Collected data entries
*** Block opens ***
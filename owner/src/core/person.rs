//! Immutable owner record and the field-bag it is built from.

use serde::{Deserialize, Serialize};

use super::error::OwnerError;

/// Plain field-bag used to construct or replace a [`Person`].
///
/// Callers own and may freely mutate this; a `Person` built from it keeps its
/// own copy. Missing keys deserialize as empty strings.
#[derive(Debug, Clone, Default, PartialEq, Eq, Serialize, Deserialize)]
#[serde(default, rename_all = "camelCase")]
pub struct PersonData {
    pub first_name: String,
    pub last_name: String,
}

impl PersonData {
    pub fn new(first_name: impl Into<String>, last_name: impl Into<String>) -> Self {
        Self {
            first_name: first_name.into(),
            last_name: last_name.into(),
        }
    }

    /// Parse a JSON field-bag such as `{"firstName":"Kaio","lastName":"Silveira"}`.
    pub fn from_json(raw: &str) -> Result<Self, OwnerError> {
        serde_json::from_str(raw).map_err(|err| OwnerError::InvalidArgument(err.to_string()))
    }
}

/// Read-only owner record. Equality is by value.
#[derive(Debug, Clone, PartialEq, Eq, Hash, Serialize)]
#[serde(rename_all = "camelCase")]
pub struct Person {
    first_name: String,
    last_name: String,
}

impl Person {
    /// Copy both fields out of `data`; no reference to `data` is retained.
    pub fn new(data: &PersonData) -> Self {
        Self {
            first_name: data.first_name.clone(),
            last_name: data.last_name.clone(),
        }
    }

    /// Parse a JSON field-bag; malformed input is [`OwnerError::InvalidArgument`].
    pub fn from_json(raw: &str) -> Result<Self, OwnerError> {
        PersonData::from_json(raw).map(|data| Self::new(&data))
    }

    pub fn first_name(&self) -> &str {
        &self.first_name
    }

    pub fn last_name(&self) -> &str {
        &self.last_name
    }

    /// Fresh mutable field-bag holding this record's values.
    pub fn to_data(&self) -> PersonData {
        PersonData {
            first_name: self.first_name.clone(),
            last_name: self.last_name.clone(),
        }
    }
}

impl std::fmt::Display for Person {
    fn fmt(&self, f: &mut std::fmt::Formatter<'_>) -> std::fmt::Result {
        if self.last_name.is_empty() {
            return f.write_str(&self.first_name);
        }
        write!(f, "{} {}", self.first_name, self.last_name)
    }
}
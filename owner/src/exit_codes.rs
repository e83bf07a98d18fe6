//! Stable exit codes for owner CLI commands.

/// Command succeeded.
pub const OK: i32 = 0;
/// Command failed due to invalid config, field-bag input, or other errors.
pub const INVALID: i32 = 1;
//! Caller-side scenario: a spaceship keeps the owner it was given.

use serde::Serialize;
use tracing::{debug, info};

use crate::core::person::{Person, PersonData};
use crate::core::store::OwnerStore;

pub const DEFAULT_SHIP_NAME: &str = "Nebuchadnezzar";

#[derive(Debug, Clone, PartialEq, Eq, Serialize)]
pub struct Spaceship {
    pub name: String,
    pub owner: Person,
}

impl Spaceship {
    pub fn new(name: impl Into<String>, owner: Person) -> Self {
        Self {
            name: name.into(),
            owner,
        }
    }
}

/// Owner changes applied after the spaceship is assigned its owner.
pub fn default_updates() -> Vec<PersonData> {
    vec![
        PersonData::new("Gabriella", "Caetano"),
        PersonData::new("Morpheus", ""),
    ]
}

/// Assign the store's current owner to a new spaceship, then apply `updates`.
///
/// The returned spaceship still carries the owner read before any update.
pub fn run_scenario(store: &OwnerStore, name: &str, updates: &[PersonData]) -> Spaceship {
    let ship = Spaceship::new(name, store.get());
    info!(ship = %ship.name, owner = %ship.owner, "spaceship assigned owner");
    for update in updates {
        store.set(update);
        debug!(owner = %store.get(), "default owner updated");
    }
    ship
}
*** Block closes ***
Look through the entries above for the word "built". Copy every line where it shows up.

//! Immutable owner record and the field-bag it is built from.
/// Callers own and may freely mutate this; a `Person` built from it keeps its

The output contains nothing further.